The Rambam in his Egeres (letter- cited in Degel Machene Efraim, Parshas Eikev) to a community that denied the biblical concept of techiyas hamaisim (resurrection of the dead) writes that the effect of the dietary laws of the Torah is that they purify man's thought process. This enables mortal man, entrenched in the physical world, to comprehend and absorb the highest level of spirituality- Hashem's Torah. Commensurate with ones scrupulous attention to the details and laws of kashrus is one's ability to grasp greater and deeper lessons from the Torah. A significant factor contributing to the success of the Ta'naim and Amoraim (the scholars of the Talmud) was the observance of these laws. The converse, continues the Rambam, is that if one disregards the dietary laws of the Torah, you will be faced with a lack of clarity and comprehension of Torah principles. This in no small measure contributed to a community's denial of techiyas hamaysim in Rambam's day.

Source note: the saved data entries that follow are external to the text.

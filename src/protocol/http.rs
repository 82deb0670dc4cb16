// SPDX-License-Identifier: MPL-2.0
// This Source Code Form is subject to the terms of the Mozilla Public
// License, v. 2.0. If a copy of the MPL was not distributed with this
// file, You can obtain one at https://mozilla.org/MPL/2.0/.

//! HTTP transport for the GraphQL backend.

use std::fmt;
use std::time::Duration;

use reqwest::Client;

use crate::error::ProtocolError;
use crate::protocol::{Protocol, QueryResponse};
use crate::query::Query;

// ============================================================================
// ApiConfig - Backend connection settings
// ============================================================================

/// Connection settings for the backend.
///
/// The backend only answers clients that identify as the vendor's mobile
/// app, so the brand, app version and user agent headers are part of the
/// configuration.
///
/// # Examples
///
/// ```
/// use aosmith_lib::protocol::ApiConfig;
/// use std::fmt;
/// use std::time::Duration;
///
/// // Defaults
/// let config = ApiConfig::new();
/// assert_eq!(config.graphql_url(), "https://r2.wh8.co/graphql");
///
/// // With all options
/// let config = ApiConfig::new()
///     .with_base_url("http://localhost:8080")
///     .with_timeout(Duration::from_secs(5))
///     .with_app_version("13.0.2")
///     .with_user_agent("okhttp/4.9.2");
/// ```
#[derive(Debug, Clone)]
pub struct ApiConfig {
    base_url: String,
    timeout: Duration,
    brand: String,
    app_version: String,
    user_agent: String,
}

impl ApiConfig {
    /// Default backend URL.
    pub const DEFAULT_BASE_URL: &'static str = "https://r2.wh8.co";
    /// Default request timeout.
    pub const DEFAULT_TIMEOUT: Duration = Duration::from_secs(20);
    /// Brand header sent with every request.
    pub const DEFAULT_BRAND: &'static str = "aosmith";
    /// Mobile app version the client identifies as.
    pub const DEFAULT_APP_VERSION: &'static str = "13.0.2";
    /// User agent of the mobile app.
    pub const DEFAULT_USER_AGENT: &'static str = "okhttp/4.9.2";

    /// Creates the default configuration.
    #[must_use]
    pub fn new() -> Self {
        Self {
            base_url: Self::DEFAULT_BASE_URL.to_string(),
            timeout: Self::DEFAULT_TIMEOUT,
            brand: Self::DEFAULT_BRAND.to_string(),
            app_version: Self::DEFAULT_APP_VERSION.to_string(),
            user_agent: Self::DEFAULT_USER_AGENT.to_string(),
        }
    }

    /// Sets the backend URL (scheme and host, without `/graphql`).
    #[must_use]
    pub fn with_base_url(mut self, base_url: impl Into<String>) -> Self {
        self.base_url = base_url.into().trim_end_matches('/').to_string();
        self
    }

    /// Sets the request timeout.
    #[must_use]
    pub fn with_timeout(mut self, timeout: Duration) -> Self {
        self.timeout = timeout;
        self
    }

    /// Sets the brand header.
    #[must_use]
    pub fn with_brand(mut self, brand: impl Into<String>) -> Self {
        self.brand = brand.into();
        self
    }

    /// Sets the app version header.
    #[must_use]
    pub fn with_app_version(mut self, app_version: impl Into<String>) -> Self {
        self.app_version = app_version.into();
        self
    }

    /// Sets the user agent.
    #[must_use]
    pub fn with_user_agent(mut self, user_agent: impl Into<String>) -> Self {
        self.user_agent = user_agent.into();
        self
    }

    /// Returns the backend URL.
    #[must_use]
    pub fn base_url(&self) -> &str {
        &self.base_url
    }

    /// Returns the GraphQL endpoint URL.
    #[must_use]
    pub fn graphql_url(&self) -> String {
        format!("{}/graphql", self.base_url)
    }

    /// Returns the timeout.
    #[must_use]
    pub fn timeout(&self) -> Duration {
        self.timeout
    }

    /// Creates an `HttpClient` from this configuration.
    ///
    /// # Errors
    ///
    /// Returns error if the base URL is not an HTTP(S) URL or the HTTP
    /// client cannot be created.
    pub fn into_client(self) -> Result<HttpClient, ProtocolError> {
        if !(self.base_url.starts_with("http://") || self.base_url.starts_with("https://")) {
            return Err(ProtocolError::InvalidAddress(self.base_url));
        }

        let client = Client::builder()
            .timeout(self.timeout)
            .user_agent(self.user_agent.clone())
            .build()
            .map_err(ProtocolError::Http)?;

        Ok(HttpClient {
            client,
            config: self,
        })
    }
}

impl Default for ApiConfig {
    fn default() -> Self {
        Self::new()
    }
}

// ============================================================================
// HttpClient - GraphQL over HTTP
// ============================================================================

/// HTTP client posting GraphQL requests to the backend.
#[derive(Debug, Clone)]
pub struct HttpClient {
    client: Client,
    config: ApiConfig,
}

impl HttpClient {
    /// Creates a client with the default configuration.
    ///
    /// # Errors
    ///
    /// Returns error if the HTTP client cannot be created.
    pub fn new() -> Result<Self, ProtocolError> {
        ApiConfig::new().into_client()
    }

    /// Returns the configuration.
    #[must_use]
    pub fn config(&self) -> &ApiConfig {
        &self.config
    }

    fn map_send_error(&self, err: reqwest::Error) -> ProtocolError {
        if err.is_timeout() {
            let millis = u64::try_from(self.config.timeout.as_millis()).unwrap_or(u64::MAX);
            ProtocolError::Timeout(millis)
        } else {
            ProtocolError::Http(err)
        }
    }
}

impl Protocol for HttpClient {
    async fn send_query<Q: Query + Sync>(
        &self,
        query: &Q,
        access_token: Option<&str>,
    ) -> Result<QueryResponse, ProtocolError> {
        let request = query.to_request();

        tracing::debug!(
            operation = query.operation(),
            variables = %redacted(query, &request.variables),
            authenticated = access_token.is_some(),
            "Sending GraphQL request"
        );

        let mut builder = self
            .client
            .post(self.config.graphql_url())
            .header("brand", &self.config.brand)
            .header("version", &self.config.app_version)
            .json(&request);

        if let Some(token) = access_token {
            builder = builder.bearer_auth(token);
        }

        let response = builder.send().await.map_err(|e| self.map_send_error(e))?;

        tracing::debug!(status = response.status().as_u16(), "Received response");

        if response.status() == reqwest::StatusCode::UNAUTHORIZED {
            return Err(ProtocolError::Unauthorized);
        }

        if !response.status().is_success() {
            return Err(ProtocolError::Status(response.status().as_u16()));
        }

        let body = response.text().await.map_err(|e| self.map_send_error(e))?;

        tracing::debug!(body = %redacted(query, &body), "Received response body");

        Ok(QueryResponse::new(body))
    }
}

/// Hides credentials of sensitive queries from logs.
fn redacted<'a, Q: Query>(query: &Q, text: &'a dyn fmt::Display) -> &'a dyn fmt::Display {
    if query.is_sensitive() {
        &"<redacted>"
    } else {
        text
    }
}

#[cfg(test)]
mod tests {
    use super::*;

    #[test]
    fn config_default_values() {
        let config = ApiConfig::default();
        assert_eq!(config.base_url(), "https://r2.wh8.co");
        assert_eq!(config.timeout(), Duration::from_secs(20));
        assert_eq!(config.brand, "aosmith");
        assert_eq!(config.app_version, "13.0.2");
        assert_eq!(config.user_agent, "okhttp/4.9.2");
    }

    #[test]
    fn base_url_trailing_slash() {
        let config = ApiConfig::new().with_base_url("http://127.0.0.1:8080/");
        assert_eq!(config.graphql_url(), "http://127.0.0.1:8080/graphql");
    }

    #[test]
    fn config_builder_chain() {
        let config = ApiConfig::new()
            .with_brand("other")
            .with_app_version("1.0")
            .with_user_agent("agent")
            .with_timeout(Duration::from_secs(3));
        assert_eq!(config.brand, "other");
        assert_eq!(config.app_version, "1.0");
        assert_eq!(config.user_agent, "agent");
        assert_eq!(config.timeout(), Duration::from_secs(3));
    }

    #[test]
    fn into_client_rejects_non_http_url() {
        let result = ApiConfig::new().with_base_url("r2.wh8.co").into_client();
        assert!(matches!(result, Err(ProtocolError::InvalidAddress(_))));
    }

    #[test]
    fn login_is_redacted_in_logs() {
        let login = crate::query::LoginQuery::new("c2VjcmV0".to_string());
        let variables = login.variables();
        assert_eq!(redacted(&login, &variables).to_string(), "<redacted>");

        let status = crate::query::ServiceStatusQuery;
        let body = "{\"data\": {}}";
        assert_eq!(redacted(&status, &body).to_string(), body);
    }

    #[test]
    fn into_client_keeps_config() {
        let client = ApiConfig::new()
            .with_base_url("http://localhost:1234")
            .into_client()
            .unwrap();
        assert_eq!(client.config().graphql_url(), "http://localhost:1234/graphql");
    }
}
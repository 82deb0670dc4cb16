// SPDX-License-Identifier: MPL-2.0
// This Source Code Form is subject to the terms of the Mozilla Public
// License, v. 2.0. If a copy of the MPL was not distributed with this
// file, You can obtain one at https://mozilla.org/MPL/2.0/.

//! Device records.

use crate::types::{DeviceType, HotWaterPlusLevel, HotWaterStatus, OperationMode};

/// A registered water heater.
///
/// Devices are built fresh from every device list fetched from the backend
/// and are never updated in place.
#[derive(Debug, Clone, PartialEq, Eq)]
pub struct Device {
    /// Brand name.
    pub brand: String,
    /// Model number.
    pub model: String,
    /// Heater generation.
    pub device_type: DeviceType,
    /// Device serial number, as used by the energy data query.
    pub dsn: String,
    /// Unique identifier used to address the device.
    pub junction_id: String,
    /// User-assigned name.
    pub name: String,
    /// Serial number of the heater.
    pub serial: String,
    /// Install location chosen by the user.
    pub install_location: String,
    /// Modes the heater can be switched to.
    pub supported_modes: Vec<SupportedOperationModeInfo>,
    /// Whether the heater offers the Hot Water+ boost.
    pub supports_hot_water_plus: bool,
    /// Snapshot of the heater's state.
    pub status: DeviceStatus,
}

impl Device {
    /// Returns the supported mode info for `mode`, if the heater lists it.
    #[must_use]
    pub fn supported_mode(&self, mode: OperationMode) -> Option<&SupportedOperationModeInfo> {
        self.supported_modes.iter().find(|m| m.mode == mode)
    }

    /// Returns whether the heater can be switched to `mode`.
    #[must_use]
    pub fn supports_mode(&self, mode: OperationMode) -> bool {
        self.supported_mode(mode).is_some()
    }
}

/// An operation mode offered by a specific heater.
#[derive(Debug, Clone, PartialEq, Eq)]
pub struct SupportedOperationModeInfo {
    /// The mode.
    pub mode: OperationMode,
    /// The name the backend used for this mode, sent back when selecting it.
    pub original_name: String,
    /// Whether the mode exits automatically after a number of days.
    pub has_day_selection: bool,
    /// Whether Hot Water+ can be combined with this mode.
    pub supports_hot_water_plus: bool,
}

/// State of a heater at the time the device list was fetched.
#[derive(Debug, Clone, PartialEq, Eq)]
pub struct DeviceStatus {
    /// Firmware version.
    pub firmware_version: String,
    /// Whether the heater is connected to the backend.
    pub is_online: bool,
    /// Active operation mode.
    pub current_mode: OperationMode,
    /// Whether a mode change has not been applied yet.
    pub mode_change_pending: bool,
    /// Target temperature.
    pub temperature_setpoint: u16,
    /// Whether a setpoint change has not been applied yet.
    pub temperature_setpoint_pending: bool,
    /// Target temperature before the last change.
    pub temperature_setpoint_previous: u16,
    /// Highest target temperature the heater accepts.
    pub temperature_setpoint_maximum: u16,
    /// Hot water availability, when reported.
    pub hot_water_status: Option<HotWaterStatus>,
    /// Hot Water+ level, on heaters that report one.
    pub hot_water_plus_level: Option<HotWaterPlusLevel>,
}

/// Identification of a registered device, of any generation.
#[derive(Debug, Clone, PartialEq, Eq)]
pub struct DeviceBasicInfo {
    /// Brand name.
    pub brand: String,
    /// Model number.
    pub model: String,
    /// Backend device type, passed back verbatim to the energy query.
    pub device_type: String,
    /// Device serial number.
    pub dsn: String,
    /// Unique identifier used to address the device.
    pub junction_id: String,
    /// User-assigned name.
    pub name: String,
    /// Serial number of the heater.
    pub serial: String,
}
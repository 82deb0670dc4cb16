// SPDX-License-Identifier: MPL-2.0
// This Source Code Form is subject to the terms of the Mozilla Public
// License, v. 2.0. If a copy of the MPL was not distributed with this
// file, You can obtain one at https://mozilla.org/MPL/2.0/.

//! Transport to the water heater backend.
//!
//! The backend exposes a single GraphQL endpoint. [`HttpClient`] posts
//! [`Query`] requests to it; the [`Protocol`] trait lets the
//! [`Client`](crate::Client) run over any other transport.

mod http;

pub use http::{ApiConfig, HttpClient};

use serde::de::DeserializeOwned;

use crate::error::ParseError;
use crate::query::Query;
use crate::response::GraphQlResponse;

/// Raw response to a GraphQL request.
#[derive(Debug, Clone)]
pub struct QueryResponse {
    /// The raw JSON response body.
    body: String,
}

impl QueryResponse {
    /// Creates a new response with the given body.
    #[must_use]
    pub fn new(body: String) -> Self {
        Self { body }
    }

    /// Returns the raw JSON response body.
    #[must_use]
    pub fn body(&self) -> &str {
        &self.body
    }

    /// Parses the body as a GraphQL envelope around `T`.
    ///
    /// # Errors
    ///
    /// Returns error if the JSON cannot be parsed into the target type.
    pub fn parse<T: DeserializeOwned>(&self) -> Result<GraphQlResponse<T>, ParseError> {
        crate::response::parse(&self.body)
    }
}

/// Trait for transports that can deliver GraphQL requests to the backend.
#[allow(async_fn_in_trait)]
pub trait Protocol {
    /// Sends a query and returns the raw response.
    ///
    /// # Arguments
    ///
    /// * `query` - The operation to send
    /// * `access_token` - Bearer token for authenticated operations
    ///
    /// # Errors
    ///
    /// Returns `ProtocolError::Unauthorized` if the backend rejects the
    /// token, and another `ProtocolError` if the request fails.
    async fn send_query<Q: Query + Sync>(
        &self,
        query: &Q,
        access_token: Option<&str>,
    ) -> Result<QueryResponse, crate::error::ProtocolError>;
}
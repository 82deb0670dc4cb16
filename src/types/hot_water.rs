// SPDX-License-Identifier: MPL-2.0
// This Source Code Form is subject to the terms of the Mozilla Public
// License, v. 2.0. If a copy of the MPL was not distributed with this
// file, You can obtain one at https://mozilla.org/MPL/2.0/.

//! Hot water availability and the Hot Water+ boost level.
//!
//! Heaters report hot water availability in one of two shapes depending on
//! their generation: a coarse `LOW`/`MEDIUM`/`HIGH` level, or a number
//! counting how much of the tank has been used. [`HotWaterStatus`] keeps the
//! two apart.

use std::fmt;

use crate::error::{ParameterError, ParseError};

/// Coarse hot water availability reported by some generations.
#[derive(Debug, Clone, Copy, PartialEq, Eq, Hash)]
pub enum HotWaterLevel {
    /// Little hot water left.
    Low,
    /// About half of the tank is hot.
    Medium,
    /// Tank is fully heated.
    High,
}

impl HotWaterLevel {
    /// Returns the wire name of this level.
    #[must_use]
    pub const fn as_str(&self) -> &'static str {
        match self {
            Self::Low => "LOW",
            Self::Medium => "MEDIUM",
            Self::High => "HIGH",
        }
    }

    /// Parses a wire level, ignoring case.
    #[must_use]
    pub fn from_wire(value: &str) -> Option<Self> {
        match value.to_uppercase().as_str() {
            "LOW" => Some(Self::Low),
            "MEDIUM" => Some(Self::Medium),
            "HIGH" => Some(Self::High),
            _ => None,
        }
    }

    /// Returns the approximate availability as a percentage.
    #[must_use]
    pub const fn percentage(&self) -> u8 {
        match self {
            Self::Low => 0,
            Self::Medium => 50,
            Self::High => 100,
        }
    }
}

/// Hot water availability of a heater.
///
/// # Examples
///
/// ```
/// use aosmith_lib::types::{HotWaterLevel, HotWaterStatus};
///
/// let coarse = HotWaterStatus::Level(HotWaterLevel::Medium);
/// assert_eq!(coarse.percentage(), 50);
///
/// // The backend counts hot water *used*; 30% used means 70% available
/// let fine = HotWaterStatus::from_used_percentage(30).unwrap();
/// assert_eq!(fine, HotWaterStatus::Percentage(70));
/// ```
#[derive(Debug, Clone, Copy, PartialEq, Eq, Hash)]
pub enum HotWaterStatus {
    /// Coarse level reported as `LOW`, `MEDIUM` or `HIGH`.
    Level(HotWaterLevel),
    /// Available hot water as a percentage (0-100).
    Percentage(u8),
}

impl HotWaterStatus {
    /// Builds a status from the backend's "percentage used" counter.
    ///
    /// # Errors
    ///
    /// Returns `ParseError::InvalidValue` if `used` is outside 0-100.
    pub fn from_used_percentage(used: i64) -> Result<Self, ParseError> {
        match u8::try_from(used) {
            Ok(used) if used <= 100 => Ok(Self::Percentage(100 - used)),
            _ => Err(ParseError::InvalidValue {
                field: "hotWaterStatus".to_string(),
                message: format!("{used} is out of range [0, 100]"),
            }),
        }
    }

    /// Returns the available hot water as a percentage.
    #[must_use]
    pub const fn percentage(&self) -> u8 {
        match self {
            Self::Level(level) => level.percentage(),
            Self::Percentage(value) => *value,
        }
    }
}

/// Hot Water+ boost level (0-3, where 0 is off).
///
/// # Examples
///
/// ```
/// use aosmith_lib::types::HotWaterPlusLevel;
///
/// let level = HotWaterPlusLevel::new(2).unwrap();
/// assert_eq!(level.value(), 2);
/// assert_eq!(HotWaterPlusLevel::from_wire("THREE").unwrap().value(), 3);
/// assert!(HotWaterPlusLevel::new(4).is_err());
/// ```
#[derive(Debug, Clone, Copy, PartialEq, Eq, PartialOrd, Ord, Hash, Default)]
pub struct HotWaterPlusLevel(u8);

const HOT_WATER_PLUS_NAMES: [&str; 4] = ["OFF", "ONE", "TWO", "THREE"];

impl HotWaterPlusLevel {
    /// Hot Water+ disabled.
    pub const OFF: Self = Self(0);

    /// Highest boost level.
    pub const MAX: u8 = 3;

    /// Creates a new level.
    ///
    /// # Errors
    ///
    /// Returns `ParameterError::InvalidHotWaterPlusLevel` if `value` exceeds 3.
    pub fn new(value: u8) -> Result<Self, ParameterError> {
        if value > Self::MAX {
            return Err(ParameterError::InvalidHotWaterPlusLevel(value));
        }
        Ok(Self(value))
    }

    /// Returns the numeric level.
    #[must_use]
    pub const fn value(&self) -> u8 {
        self.0
    }

    /// Returns whether the boost is active.
    #[must_use]
    pub const fn is_on(&self) -> bool {
        self.0 > 0
    }

    /// Returns the wire name (`OFF`, `ONE`, `TWO`, `THREE`).
    #[must_use]
    pub fn as_str(&self) -> &'static str {
        HOT_WATER_PLUS_NAMES[usize::from(self.0)]
    }

    /// Parses a wire name. Unknown names yield `None`.
    #[must_use]
    pub fn from_wire(name: &str) -> Option<Self> {
        HOT_WATER_PLUS_NAMES
            .iter()
            .position(|n| *n == name)
            .and_then(|i| u8::try_from(i).ok())
            .map(Self)
    }
}

impl fmt::Display for HotWaterPlusLevel {
    fn fmt(&self, f: &mut fmt::Formatter<'_>) -> fmt::Result {
        write!(f, "{}", self.0)
    }
}

#[cfg(test)]
mod tests {
    use super::*;

    #[test]
    fn level_parsing_ignores_case() {
        assert_eq!(HotWaterLevel::from_wire("low"), Some(HotWaterLevel::Low));
        assert_eq!(HotWaterLevel::from_wire("Medium"), Some(HotWaterLevel::Medium));
        assert_eq!(HotWaterLevel::from_wire("HIGH"), Some(HotWaterLevel::High));
        assert_eq!(HotWaterLevel::from_wire("FULL"), None);
    }

    #[test]
    fn used_percentage_is_inverted() {
        assert_eq!(
            HotWaterStatus::from_used_percentage(0).unwrap(),
            HotWaterStatus::Percentage(100)
        );
        assert_eq!(
            HotWaterStatus::from_used_percentage(100).unwrap(),
            HotWaterStatus::Percentage(0)
        );
    }

    #[test]
    fn used_percentage_out_of_range() {
        assert!(HotWaterStatus::from_used_percentage(101).is_err());
        assert!(HotWaterStatus::from_used_percentage(-1).is_err());
    }

    #[test]
    fn level_and_percentage_stay_distinct() {
        let level = HotWaterStatus::Level(HotWaterLevel::High);
        let percentage = HotWaterStatus::Percentage(100);
        assert_eq!(level.percentage(), percentage.percentage());
        assert_ne!(level, percentage);
    }

    #[test]
    fn hot_water_plus_wire_names() {
        for value in 0..=HotWaterPlusLevel::MAX {
            let level = HotWaterPlusLevel::new(value).unwrap();
            assert_eq!(HotWaterPlusLevel::from_wire(level.as_str()), Some(level));
        }
        assert_eq!(HotWaterPlusLevel::from_wire("FOUR"), None);
        assert_eq!(HotWaterPlusLevel::from_wire(""), None);
    }

    #[test]
    fn hot_water_plus_range() {
        assert!(HotWaterPlusLevel::new(3).is_ok());
        assert_eq!(
            HotWaterPlusLevel::new(4),
            Err(ParameterError::InvalidHotWaterPlusLevel(4))
        );
        assert!(!HotWaterPlusLevel::OFF.is_on());
    }
}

The phrase "you are what you eat" is then understood as not only regarding one's character, but your intellectual ability to understand Hashem's Torah. This may be further clarified by the classification of the Kuzari (Part 5) of all physical entities into four categories: minimal, plant life, animals, and man. To this he adds the Jew as a fifth phenomenon. Just as there is a marked difference between the highest form of plant life (the cedar tree) and the lowest form of animal life (the ant), similarly there is a distinction between the Jew and the rest of mankind. The soul of the Jew differs qualitatively from that of mankind, as we recite in the blessings after the Torah portion has been read, "who has given us the Torah of truth, and implanted eternal life within us". Kashrus in no small measure helps us attain this eternal life.

Finally it is interesting to note the blessing of Borei Nefashos, which is recited after eating any food for which neither Birchas Hamazon (Grace After Meals) nor the Three Faceted Blessing applies, such as fruits, vegetables, and beverages other than wine. This blessing thanks Hashem for creating Man, and indeed all species, lacking. All living organisms need nourishment. We continue to thank Hashem for providing this life-sustaining nourishment. The blessing concludes, "blessed is He the life of the worlds". The word "worlds" is in the plural because His sustenance provides us with this world, and the realization thereof that He sustains us, and with our kosher diet, provides us with our worthiness of and entry into the next world.

This is Rashi's theme at the end of Parshas Shmini (11:44) "just as I am holy, for I am the Lord your God, make yourselves holy, for I will sanctify you above and in the world to come." There is much more to kashrus than do's and don'ts!